▸ Goal of the exercise
Pick out each line of the records that includes the string "DelivioGateway", and copy it.

[Saved entries]
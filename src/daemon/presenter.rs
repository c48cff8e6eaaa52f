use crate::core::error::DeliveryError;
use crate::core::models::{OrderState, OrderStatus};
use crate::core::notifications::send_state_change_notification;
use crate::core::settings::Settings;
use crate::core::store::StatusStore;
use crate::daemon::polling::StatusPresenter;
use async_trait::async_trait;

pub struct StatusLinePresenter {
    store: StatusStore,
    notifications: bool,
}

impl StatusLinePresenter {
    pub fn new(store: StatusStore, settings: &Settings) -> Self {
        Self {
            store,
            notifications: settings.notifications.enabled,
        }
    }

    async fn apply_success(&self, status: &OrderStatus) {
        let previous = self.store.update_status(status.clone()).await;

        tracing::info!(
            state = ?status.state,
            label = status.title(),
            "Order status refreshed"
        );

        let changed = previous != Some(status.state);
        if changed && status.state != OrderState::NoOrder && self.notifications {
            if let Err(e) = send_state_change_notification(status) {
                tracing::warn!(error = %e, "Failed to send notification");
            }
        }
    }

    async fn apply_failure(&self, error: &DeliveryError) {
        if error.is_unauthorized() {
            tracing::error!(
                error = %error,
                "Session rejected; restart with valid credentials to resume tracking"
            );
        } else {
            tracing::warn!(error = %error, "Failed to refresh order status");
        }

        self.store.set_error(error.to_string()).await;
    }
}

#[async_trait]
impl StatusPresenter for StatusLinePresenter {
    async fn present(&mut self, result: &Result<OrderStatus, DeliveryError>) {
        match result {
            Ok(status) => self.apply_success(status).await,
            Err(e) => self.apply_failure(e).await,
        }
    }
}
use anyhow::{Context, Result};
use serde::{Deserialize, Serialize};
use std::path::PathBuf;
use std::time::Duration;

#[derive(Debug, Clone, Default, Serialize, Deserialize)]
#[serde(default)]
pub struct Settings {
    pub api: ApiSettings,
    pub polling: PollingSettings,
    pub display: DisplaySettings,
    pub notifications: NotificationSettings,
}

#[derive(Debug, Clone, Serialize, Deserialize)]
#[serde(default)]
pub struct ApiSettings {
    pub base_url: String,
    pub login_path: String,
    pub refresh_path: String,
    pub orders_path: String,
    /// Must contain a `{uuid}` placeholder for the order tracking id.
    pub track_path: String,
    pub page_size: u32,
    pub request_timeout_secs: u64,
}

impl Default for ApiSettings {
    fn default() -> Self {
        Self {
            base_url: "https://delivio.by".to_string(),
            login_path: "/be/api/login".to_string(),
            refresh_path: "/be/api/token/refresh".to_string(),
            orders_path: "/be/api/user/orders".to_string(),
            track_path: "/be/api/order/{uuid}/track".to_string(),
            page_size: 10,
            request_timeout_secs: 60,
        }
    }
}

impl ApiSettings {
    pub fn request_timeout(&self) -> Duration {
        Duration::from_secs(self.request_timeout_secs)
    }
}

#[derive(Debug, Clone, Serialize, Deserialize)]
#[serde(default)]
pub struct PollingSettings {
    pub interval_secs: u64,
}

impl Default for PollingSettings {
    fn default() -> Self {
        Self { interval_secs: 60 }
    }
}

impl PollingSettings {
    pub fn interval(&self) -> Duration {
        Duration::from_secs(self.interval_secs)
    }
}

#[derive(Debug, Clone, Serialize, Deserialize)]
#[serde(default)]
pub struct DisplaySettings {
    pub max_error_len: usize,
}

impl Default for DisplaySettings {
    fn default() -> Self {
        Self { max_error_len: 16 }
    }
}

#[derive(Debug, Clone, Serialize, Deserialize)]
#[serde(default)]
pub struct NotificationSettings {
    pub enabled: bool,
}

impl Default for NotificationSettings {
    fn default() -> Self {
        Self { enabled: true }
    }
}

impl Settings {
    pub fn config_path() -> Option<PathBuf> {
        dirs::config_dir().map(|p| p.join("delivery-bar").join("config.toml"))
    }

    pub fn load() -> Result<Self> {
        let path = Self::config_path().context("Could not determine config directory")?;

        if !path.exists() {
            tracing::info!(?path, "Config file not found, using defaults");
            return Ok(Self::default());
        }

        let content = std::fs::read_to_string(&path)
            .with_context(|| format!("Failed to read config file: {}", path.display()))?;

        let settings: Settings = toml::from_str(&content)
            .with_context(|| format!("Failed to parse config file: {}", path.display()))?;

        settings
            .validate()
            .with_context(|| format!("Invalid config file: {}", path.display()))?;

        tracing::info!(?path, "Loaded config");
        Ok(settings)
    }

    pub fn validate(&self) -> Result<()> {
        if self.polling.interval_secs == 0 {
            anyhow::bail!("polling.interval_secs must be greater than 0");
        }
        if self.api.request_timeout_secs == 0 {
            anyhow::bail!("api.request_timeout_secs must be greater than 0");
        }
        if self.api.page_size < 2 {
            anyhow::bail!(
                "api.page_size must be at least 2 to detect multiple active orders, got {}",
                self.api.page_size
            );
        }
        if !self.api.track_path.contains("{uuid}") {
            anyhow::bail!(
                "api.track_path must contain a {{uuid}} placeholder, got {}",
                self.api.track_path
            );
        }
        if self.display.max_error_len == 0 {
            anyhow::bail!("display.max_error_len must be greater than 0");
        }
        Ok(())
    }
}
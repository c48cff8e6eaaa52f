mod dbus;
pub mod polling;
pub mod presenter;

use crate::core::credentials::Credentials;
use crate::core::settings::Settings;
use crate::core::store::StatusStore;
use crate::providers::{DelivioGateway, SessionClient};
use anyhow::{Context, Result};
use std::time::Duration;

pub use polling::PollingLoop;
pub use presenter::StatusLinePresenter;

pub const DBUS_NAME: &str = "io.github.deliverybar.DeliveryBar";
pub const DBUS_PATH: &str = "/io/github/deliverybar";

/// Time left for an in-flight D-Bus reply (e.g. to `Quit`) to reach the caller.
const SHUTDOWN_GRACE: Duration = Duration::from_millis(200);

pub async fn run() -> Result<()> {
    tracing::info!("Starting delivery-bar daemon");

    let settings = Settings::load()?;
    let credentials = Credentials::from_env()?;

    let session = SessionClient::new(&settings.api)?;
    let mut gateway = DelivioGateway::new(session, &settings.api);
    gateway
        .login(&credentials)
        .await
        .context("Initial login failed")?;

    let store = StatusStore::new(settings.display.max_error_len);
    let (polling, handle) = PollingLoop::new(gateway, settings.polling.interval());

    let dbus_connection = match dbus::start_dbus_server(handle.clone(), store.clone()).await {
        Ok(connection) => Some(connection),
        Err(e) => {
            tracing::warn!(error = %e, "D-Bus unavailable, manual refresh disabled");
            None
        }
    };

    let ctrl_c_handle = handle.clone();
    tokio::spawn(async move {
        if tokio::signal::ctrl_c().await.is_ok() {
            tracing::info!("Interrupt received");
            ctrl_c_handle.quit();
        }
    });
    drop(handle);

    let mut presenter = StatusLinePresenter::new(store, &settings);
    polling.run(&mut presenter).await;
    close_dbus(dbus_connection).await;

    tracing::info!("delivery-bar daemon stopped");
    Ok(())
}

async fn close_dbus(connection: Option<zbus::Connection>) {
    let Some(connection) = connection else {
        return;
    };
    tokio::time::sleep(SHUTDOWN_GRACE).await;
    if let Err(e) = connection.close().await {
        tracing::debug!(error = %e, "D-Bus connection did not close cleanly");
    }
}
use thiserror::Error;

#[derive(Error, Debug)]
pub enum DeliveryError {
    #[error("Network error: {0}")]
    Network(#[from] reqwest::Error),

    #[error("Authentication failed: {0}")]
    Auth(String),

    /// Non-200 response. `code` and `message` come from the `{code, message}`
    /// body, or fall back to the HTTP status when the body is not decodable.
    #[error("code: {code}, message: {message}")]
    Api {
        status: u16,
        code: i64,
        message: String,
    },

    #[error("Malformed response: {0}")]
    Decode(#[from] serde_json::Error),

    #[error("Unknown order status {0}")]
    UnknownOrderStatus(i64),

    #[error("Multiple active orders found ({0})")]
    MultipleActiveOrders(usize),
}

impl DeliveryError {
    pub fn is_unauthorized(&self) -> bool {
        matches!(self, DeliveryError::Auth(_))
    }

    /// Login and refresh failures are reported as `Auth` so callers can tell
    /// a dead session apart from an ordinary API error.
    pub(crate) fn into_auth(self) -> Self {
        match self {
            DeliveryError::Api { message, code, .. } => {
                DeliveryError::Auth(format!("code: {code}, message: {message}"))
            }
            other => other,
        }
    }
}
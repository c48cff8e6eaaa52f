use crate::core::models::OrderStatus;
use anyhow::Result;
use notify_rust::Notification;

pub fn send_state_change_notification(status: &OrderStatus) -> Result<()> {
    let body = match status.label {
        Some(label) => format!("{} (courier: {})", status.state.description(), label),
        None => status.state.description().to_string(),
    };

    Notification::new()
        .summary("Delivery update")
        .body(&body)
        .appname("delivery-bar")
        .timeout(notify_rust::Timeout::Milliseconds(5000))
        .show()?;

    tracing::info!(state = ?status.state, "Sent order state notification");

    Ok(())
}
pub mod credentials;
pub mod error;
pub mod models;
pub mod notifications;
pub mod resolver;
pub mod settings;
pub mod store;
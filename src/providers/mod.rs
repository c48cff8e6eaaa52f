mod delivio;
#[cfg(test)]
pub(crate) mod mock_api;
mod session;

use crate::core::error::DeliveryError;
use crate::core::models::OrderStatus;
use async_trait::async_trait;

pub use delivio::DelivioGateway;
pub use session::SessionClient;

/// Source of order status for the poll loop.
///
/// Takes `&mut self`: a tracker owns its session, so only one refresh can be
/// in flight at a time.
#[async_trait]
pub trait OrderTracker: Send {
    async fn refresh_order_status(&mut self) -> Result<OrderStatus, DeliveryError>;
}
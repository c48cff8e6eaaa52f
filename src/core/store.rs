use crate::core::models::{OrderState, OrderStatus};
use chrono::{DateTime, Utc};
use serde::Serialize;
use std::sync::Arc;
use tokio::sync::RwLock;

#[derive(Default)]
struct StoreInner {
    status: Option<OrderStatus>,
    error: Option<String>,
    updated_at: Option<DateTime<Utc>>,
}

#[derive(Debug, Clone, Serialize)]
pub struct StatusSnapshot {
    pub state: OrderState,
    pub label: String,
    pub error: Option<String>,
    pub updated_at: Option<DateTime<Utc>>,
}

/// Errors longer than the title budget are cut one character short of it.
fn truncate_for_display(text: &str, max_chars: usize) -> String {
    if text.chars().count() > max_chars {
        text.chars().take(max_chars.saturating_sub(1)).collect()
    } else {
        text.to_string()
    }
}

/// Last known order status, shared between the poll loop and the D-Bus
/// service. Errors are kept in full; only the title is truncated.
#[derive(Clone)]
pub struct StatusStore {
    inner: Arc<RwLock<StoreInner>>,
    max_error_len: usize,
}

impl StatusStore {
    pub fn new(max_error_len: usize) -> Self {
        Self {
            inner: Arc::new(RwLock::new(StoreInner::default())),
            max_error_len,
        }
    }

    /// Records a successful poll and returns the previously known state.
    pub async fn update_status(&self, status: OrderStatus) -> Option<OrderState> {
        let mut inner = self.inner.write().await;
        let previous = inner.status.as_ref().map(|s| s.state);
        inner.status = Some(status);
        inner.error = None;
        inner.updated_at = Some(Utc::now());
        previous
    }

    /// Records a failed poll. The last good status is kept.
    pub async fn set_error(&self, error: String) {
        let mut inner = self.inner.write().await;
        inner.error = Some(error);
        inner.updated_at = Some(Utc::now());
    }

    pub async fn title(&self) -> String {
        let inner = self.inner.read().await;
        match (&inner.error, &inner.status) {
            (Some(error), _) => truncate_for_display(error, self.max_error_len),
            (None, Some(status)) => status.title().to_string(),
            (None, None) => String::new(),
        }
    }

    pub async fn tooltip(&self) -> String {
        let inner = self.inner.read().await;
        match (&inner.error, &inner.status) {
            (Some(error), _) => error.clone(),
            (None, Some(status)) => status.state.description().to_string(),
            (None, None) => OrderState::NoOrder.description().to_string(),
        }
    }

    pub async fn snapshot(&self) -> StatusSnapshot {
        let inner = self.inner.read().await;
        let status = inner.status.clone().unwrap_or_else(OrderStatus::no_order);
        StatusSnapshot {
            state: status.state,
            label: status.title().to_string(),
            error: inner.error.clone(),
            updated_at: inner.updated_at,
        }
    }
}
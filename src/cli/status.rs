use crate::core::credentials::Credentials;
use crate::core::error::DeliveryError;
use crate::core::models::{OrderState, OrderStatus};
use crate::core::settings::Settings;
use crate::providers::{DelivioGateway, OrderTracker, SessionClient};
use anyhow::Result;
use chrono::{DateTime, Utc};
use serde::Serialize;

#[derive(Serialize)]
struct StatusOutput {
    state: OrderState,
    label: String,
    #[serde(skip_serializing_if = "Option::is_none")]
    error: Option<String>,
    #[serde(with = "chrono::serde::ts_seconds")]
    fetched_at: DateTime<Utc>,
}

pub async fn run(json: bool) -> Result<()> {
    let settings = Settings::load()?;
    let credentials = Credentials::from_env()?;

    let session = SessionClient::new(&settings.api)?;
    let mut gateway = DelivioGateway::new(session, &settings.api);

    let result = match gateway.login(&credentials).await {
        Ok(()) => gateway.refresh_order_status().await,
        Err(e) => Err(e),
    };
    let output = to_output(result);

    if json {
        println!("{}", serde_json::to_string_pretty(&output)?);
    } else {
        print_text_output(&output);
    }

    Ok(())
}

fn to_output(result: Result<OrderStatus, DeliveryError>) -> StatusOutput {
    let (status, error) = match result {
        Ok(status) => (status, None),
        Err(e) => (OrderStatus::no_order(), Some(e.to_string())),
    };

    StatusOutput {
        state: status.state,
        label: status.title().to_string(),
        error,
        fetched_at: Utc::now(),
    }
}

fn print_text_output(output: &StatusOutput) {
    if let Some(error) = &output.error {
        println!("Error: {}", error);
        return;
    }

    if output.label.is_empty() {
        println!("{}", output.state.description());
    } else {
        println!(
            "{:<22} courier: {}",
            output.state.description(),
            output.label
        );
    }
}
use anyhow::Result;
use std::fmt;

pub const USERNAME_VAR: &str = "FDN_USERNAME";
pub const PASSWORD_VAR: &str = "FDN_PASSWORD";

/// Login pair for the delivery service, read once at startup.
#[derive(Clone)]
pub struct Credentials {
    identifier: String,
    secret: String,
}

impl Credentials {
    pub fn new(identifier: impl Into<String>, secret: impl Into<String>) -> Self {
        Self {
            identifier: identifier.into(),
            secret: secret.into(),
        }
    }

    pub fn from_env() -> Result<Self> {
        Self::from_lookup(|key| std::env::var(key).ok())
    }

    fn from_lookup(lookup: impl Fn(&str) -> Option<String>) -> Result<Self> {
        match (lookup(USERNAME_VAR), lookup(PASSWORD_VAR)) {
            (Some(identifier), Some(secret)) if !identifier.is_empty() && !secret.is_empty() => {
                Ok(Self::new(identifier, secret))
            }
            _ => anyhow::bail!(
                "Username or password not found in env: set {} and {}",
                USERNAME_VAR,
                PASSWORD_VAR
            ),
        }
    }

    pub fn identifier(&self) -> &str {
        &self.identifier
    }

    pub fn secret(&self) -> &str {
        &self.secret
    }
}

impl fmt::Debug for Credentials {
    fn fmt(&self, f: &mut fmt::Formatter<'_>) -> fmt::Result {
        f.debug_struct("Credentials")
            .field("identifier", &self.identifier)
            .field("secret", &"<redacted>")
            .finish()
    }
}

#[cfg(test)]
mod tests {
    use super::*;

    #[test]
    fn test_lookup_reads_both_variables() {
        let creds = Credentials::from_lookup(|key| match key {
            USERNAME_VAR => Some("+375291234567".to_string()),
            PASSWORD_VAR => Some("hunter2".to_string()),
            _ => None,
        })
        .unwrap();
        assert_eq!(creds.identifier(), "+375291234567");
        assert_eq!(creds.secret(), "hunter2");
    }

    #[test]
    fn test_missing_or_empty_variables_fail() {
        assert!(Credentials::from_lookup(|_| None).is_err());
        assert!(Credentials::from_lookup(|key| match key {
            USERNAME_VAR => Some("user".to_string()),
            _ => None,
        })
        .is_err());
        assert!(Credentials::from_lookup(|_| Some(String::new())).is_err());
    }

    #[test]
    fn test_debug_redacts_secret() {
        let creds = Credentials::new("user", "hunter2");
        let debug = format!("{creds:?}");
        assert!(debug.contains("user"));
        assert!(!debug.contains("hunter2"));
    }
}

▸ Solved problem
use crate::providers::{DelivioGateway, SessionClient};
    let mut gateway = DelivioGateway::new(session, &settings.api);
pub use delivio::DelivioGateway;
use crate::providers::{DelivioGateway, OrderTracker, SessionClient};
    let mut gateway = DelivioGateway::new(session, &settings.api);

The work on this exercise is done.